BEIJING, Dec. 3 (Xinhua) -- China Development and Reform Commission Minister Ma Kai said over the weekend that the country will adopt a tight monetary policy while continuing a prudent fiscal policy.

Ma made the remarks at the first high-profile economic dialog between China and Japan held Saturday in Beijing.

Observers here said over the past few years, China had adhered to a moderately tight monetary policy. This time, Ma, head of the country's top economic planning agency, took off the word "moderately."

Also at the Sino-Japanese economic dialog, Finance Minister Xie Xuren said China would make use of various monetary instruments to intensify credit control.

China's central bank has this year raised the reserve-requirement ratio for commercial banks nine times and interest rates five times.

Observers reckoned a sixth rate hike for the year was around the corner.

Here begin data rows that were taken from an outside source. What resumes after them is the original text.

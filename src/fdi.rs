use std::{
    f64::consts::LN_2,
    fmt::Display,
    hash::{Hash, Hasher},
};

use crate::{
    AppliedPrice, Buffers, Indicator, IndicatorConfig, IndicatorConfigBuilder, MaxVisible,
    PriceSeries,
    error::{IndicatorError, Result},
    price_window::PriceWindow,
};

/// FDI above this value is classified as ranging, at or below as trending.
pub const FDI_THRESHOLD: f64 = 1.5;

/// Lower bound of a valid fractal dimension.
pub const FDI_MIN: f64 = 1.0;

/// Upper bound of a valid fractal dimension.
pub const FDI_MAX: f64 = 2.0;

/// Configuration for the fractal dimension index ([`Fdi`]).
///
/// `seed` is the value used on a flat window (zero price range) when the
/// older neighbor bar has no FDI to carry forward. Defaults to `1.5`.
///
/// `price_digits` is the instrument precision the window range is rounded to
/// before use. Defaults to `5`.
///
/// # Example
///
/// ```
/// use quantedge_series::{FdiConfig, IndicatorConfig};
///
/// let config = FdiConfig::close(30);
///
/// assert_eq!(config.periods(), 30);
/// assert!(config.draw_as_line());
/// ```
#[derive(Clone, Copy, Debug)]
pub struct FdiConfig {
    periods: usize,
    applied_price: AppliedPrice,
    draw_as_line: bool,
    price_digits: u8,
    seed: f64,
    max_visible: MaxVisible,
}

impl PartialEq for FdiConfig {
    fn eq(&self, other: &Self) -> bool {
        self.periods == other.periods
            && self.applied_price == other.applied_price
            && self.draw_as_line == other.draw_as_line
            && self.price_digits == other.price_digits
            && self.seed.to_bits() == other.seed.to_bits()
            && self.max_visible == other.max_visible
    }
}

impl Eq for FdiConfig {}

impl Hash for FdiConfig {
    fn hash<H: Hasher>(&self, state: &mut H) {
        self.periods.hash(state);
        self.applied_price.hash(state);
        self.draw_as_line.hash(state);
        self.price_digits.hash(state);
        self.seed.to_bits().hash(state);
        self.max_visible.hash(state);
    }
}

impl IndicatorConfig for FdiConfig {
    type Builder = FdiConfigBuilder;

    #[inline]
    fn builder() -> Self::Builder {
        FdiConfigBuilder::new()
    }

    #[inline]
    fn periods(&self) -> usize {
        self.periods
    }

    #[inline]
    fn applied_price(&self) -> AppliedPrice {
        self.applied_price
    }

    #[inline]
    fn max_visible(&self) -> MaxVisible {
        self.max_visible
    }
}

impl FdiConfig {
    /// Connected lines (`true`) or discrete markers (`false`).
    #[inline]
    #[must_use]
    pub fn draw_as_line(&self) -> bool {
        self.draw_as_line
    }

    /// Decimal places the window range is rounded to.
    #[inline]
    #[must_use]
    pub fn price_digits(&self) -> u8 {
        self.price_digits
    }

    /// FDI assumed for a flat window with no older value to carry.
    #[inline]
    #[must_use]
    pub fn seed(&self) -> f64 {
        self.seed
    }

    /// FDI on closing prices, drawn as lines.
    #[must_use]
    pub fn close(periods: usize) -> Self {
        Self::builder().periods(periods).build()
    }
}

impl Display for FdiConfig {
    fn fmt(&self, f: &mut std::fmt::Formatter<'_>) -> std::fmt::Result {
        write!(
            f,
            "FdiConfig({}, {}, {})",
            self.periods,
            self.applied_price,
            if self.draw_as_line { "line" } else { "markers" }
        )
    }
}

/// Builder for [`FdiConfig`].
///
/// Defaults: applied price = [`AppliedPrice::Close`], draw as line,
/// 5 price digits, seed = `1.5`, max visible = unbounded.
/// Periods must be set before calling
/// [`build`](IndicatorConfigBuilder::build).
pub struct FdiConfigBuilder {
    periods: Option<usize>,
    applied_price: AppliedPrice,
    draw_as_line: bool,
    price_digits: u8,
    seed: f64,
    max_visible: MaxVisible,
}

impl FdiConfigBuilder {
    fn new() -> Self {
        Self {
            periods: None,
            applied_price: AppliedPrice::Close,
            draw_as_line: true,
            price_digits: 5,
            seed: FDI_THRESHOLD,
            max_visible: MaxVisible::Unbounded,
        }
    }

    #[inline]
    #[must_use]
    pub fn draw_as_line(mut self, draw_as_line: bool) -> Self {
        self.draw_as_line = draw_as_line;
        self
    }

    #[inline]
    #[must_use]
    pub fn price_digits(mut self, price_digits: u8) -> Self {
        self.price_digits = price_digits;
        self
    }

    /// # Panics
    ///
    /// Panics if `seed` is outside `[1, 2]`.
    #[inline]
    #[must_use]
    pub fn seed(mut self, seed: f64) -> Self {
        assert!((FDI_MIN..=FDI_MAX).contains(&seed), "seed must lie in [1, 2]");
        self.seed = seed;
        self
    }
}

impl IndicatorConfigBuilder<FdiConfig> for FdiConfigBuilder {
    #[inline]
    fn periods(mut self, periods: usize) -> Self {
        self.periods.replace(periods);
        self
    }

    #[inline]
    fn applied_price(mut self, applied_price: AppliedPrice) -> Self {
        self.applied_price = applied_price;
        self
    }

    #[inline]
    fn max_visible(mut self, max_visible: MaxVisible) -> Self {
        self.max_visible = max_visible;
        self
    }

    #[inline]
    fn build(self) -> FdiConfig {
        FdiConfig {
            periods: self.periods.expect("periods is required"),
            applied_price: self.applied_price,
            draw_as_line: self.draw_as_line,
            price_digits: self.price_digits,
            seed: self.seed,
            max_visible: self.max_visible,
        }
    }
}

/// Fractal Dimension Index (FDI), Sevcik's estimate as adapted by Matulich.
///
/// For each bar the window spans `periods + 1` prices. With `N = periods` and
/// the window range `R = max − min` (rounded to the instrument precision):
///
/// ```text
/// L   = Σ_{i<N} √( ((p[i] − p[i+1]) / R)² + N⁻² )
/// FDI = 1 + (ln L + ln 2) / ln(2N)
/// ```
///
/// Smooth trends drive FDI toward 1, choppy ranges toward 2. A flat window
/// (`R = 0`) carries the older neighbor's FDI forward, or the configured seed
/// if there is none. A result outside `[1, 2]` is an
/// [`IndicatorError::InvariantViolation`].
///
/// Buffers, addressed by [`Fdi::MAIN`], [`Fdi::RANGING`] and
/// [`Fdi::TRENDING`]: `main` always holds the FDI; it is also copied to
/// `ranging` when above [`FDI_THRESHOLD`] and to `trending` otherwise, the
/// other line being empty at that bar. When drawn as lines, a line that
/// receives a value and is empty at the older neighbor bar gets that bar's
/// FDI, so it connects across a classification flip.
#[derive(Clone, Debug)]
pub struct Fdi {
    config: FdiConfig,
    log_2n: f64,
    inv_periods_sq: f64,
    precision: f64,
    window: PriceWindow,
    buffers: Buffers,
}

impl Fdi {
    pub const MAIN: usize = 0;
    pub const RANGING: usize = 1;
    pub const TRENDING: usize = 2;

    #[inline]
    fn line_for(fdi: f64) -> usize {
        if fdi > FDI_THRESHOLD {
            Self::RANGING
        } else {
            Self::TRENDING
        }
    }

    /// Writes `fdi` at `bar` and classifies it.
    pub(crate) fn place(&mut self, bar: usize, fdi: f64) {
        let active = Self::line_for(fdi);
        let inactive = if active == Self::RANGING {
            Self::TRENDING
        } else {
            Self::RANGING
        };

        self.buffers[Self::MAIN][bar] = Some(fdi);
        self.buffers[active][bar] = Some(fdi);
        self.buffers[inactive][bar] = None;

        let older = bar + 1;
        if older >= self.buffers.len() {
            return;
        }

        let older_fdi = self.buffers[Self::MAIN][older];
        // connector left by an earlier classification of `bar`
        if older_fdi.is_some_and(|value| Self::line_for(value) != inactive) {
            self.buffers[inactive][older] = None;
        }
        if self.config.draw_as_line && self.buffers[active][older].is_none() {
            self.buffers[active][older] = older_fdi;
        }
    }
}

#[inline]
fn round_to_precision(value: f64, precision: f64) -> f64 {
    (value * precision).round() / precision
}

impl Indicator for Fdi {
    type Config = FdiConfig;

    const BUFFER_NAMES: [&'static str; 3] = ["main", "ranging", "trending"];

    #[allow(clippy::cast_precision_loss)]
    fn new(config: Self::Config) -> Self {
        let periods = config.periods as f64;

        Self {
            config,
            log_2n: (2.0 * periods).ln(),
            inv_periods_sq: 1.0 / (periods * periods),
            precision: 10f64.powi(i32::from(config.price_digits)),
            window: PriceWindow::new(config.applied_price),
            buffers: Buffers::new(Self::BUFFER_NAMES),
        }
    }

    #[inline]
    fn config(&self) -> &Self::Config {
        &self.config
    }

    #[inline]
    fn window_size(&self) -> usize {
        self.config.periods.saturating_add(1)
    }

    fn compute_bar(&mut self, bar: usize, prices: &(impl PriceSeries + ?Sized)) -> Result<()> {
        let periods = self.config.periods;
        if periods < 2 {
            return Ok(());
        }

        let precision = self.precision;
        let inv_periods_sq = self.inv_periods_sq;
        let window = self.window.load(prices, bar, periods.saturating_add(1))?;

        let (low, high) = window
            .iter()
            .fold((f64::INFINITY, f64::NEG_INFINITY), |(low, high), price| {
                (low.min(*price), high.max(*price))
            });
        let range = round_to_precision(high - low, precision);

        let fdi = if range > 0.0 {
            let length: f64 = window
                .windows(2)
                .map(|pair| {
                    let step = (pair[0] - pair[1]) / range;
                    step.mul_add(step, inv_periods_sq).sqrt()
                })
                .sum();

            let fdi = 1.0 + (length.ln() + LN_2) / self.log_2n;
            if !(FDI_MIN..=FDI_MAX).contains(&fdi) {
                return Err(IndicatorError::InvariantViolation {
                    bar,
                    value: fdi,
                    min: FDI_MIN,
                    max: FDI_MAX,
                });
            }
            fdi
        } else {
            self.buffers[Self::MAIN]
                .get(bar + 1)
                .unwrap_or(self.config.seed)
        };

        self.place(bar, fdi);

        Ok(())
    }

    #[inline]
    fn buffers(&self) -> &Buffers {
        &self.buffers
    }

    #[inline]
    fn buffers_mut(&mut self) -> &mut Buffers {
        &mut self.buffers
    }
}

impl Display for Fdi {
    fn fmt(&self, f: &mut std::fmt::Formatter<'_>) -> std::fmt::Result {
        write!(f, "FDI({}, {})", self.config.periods, self.config.applied_price)
    }
}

China has paid growing attention to the mounting inflationary pressure after the country's consumer price index (CPI) recorded a10-year-high rise of 6.5 percent in October.

In addition, the Political Bureau of the Central Committee of the Communist Party of China convened a meeting last week and said next year's top macroeconomic priorities would be in preventing the economy from overheating and the current price increases from evolving into "evident inflation."

The observers believed China would continue to face high inflationary pressure next year. In international markets, oil prices would continue their exposure to high volatility and grain prices would keep rising.

In the domestic market, high food prices would likely give rise to the price of labor and then the production cost in different sectors.

Yu Yongding at the research institute of world economy and politics under the Chinese Academy of Social Sciences said that four percent was the CPI ceiling that China could tolerate. If the inflation indicator increased higher it would send a signal to the central bank that a tight monetary policy was necessary.

Zhuang Jian, chief economist of the Asian Development Bank in China, said the monetary policy had played an important role in China's macroeconomic control and it would be indispensable for the country's future economic regulation.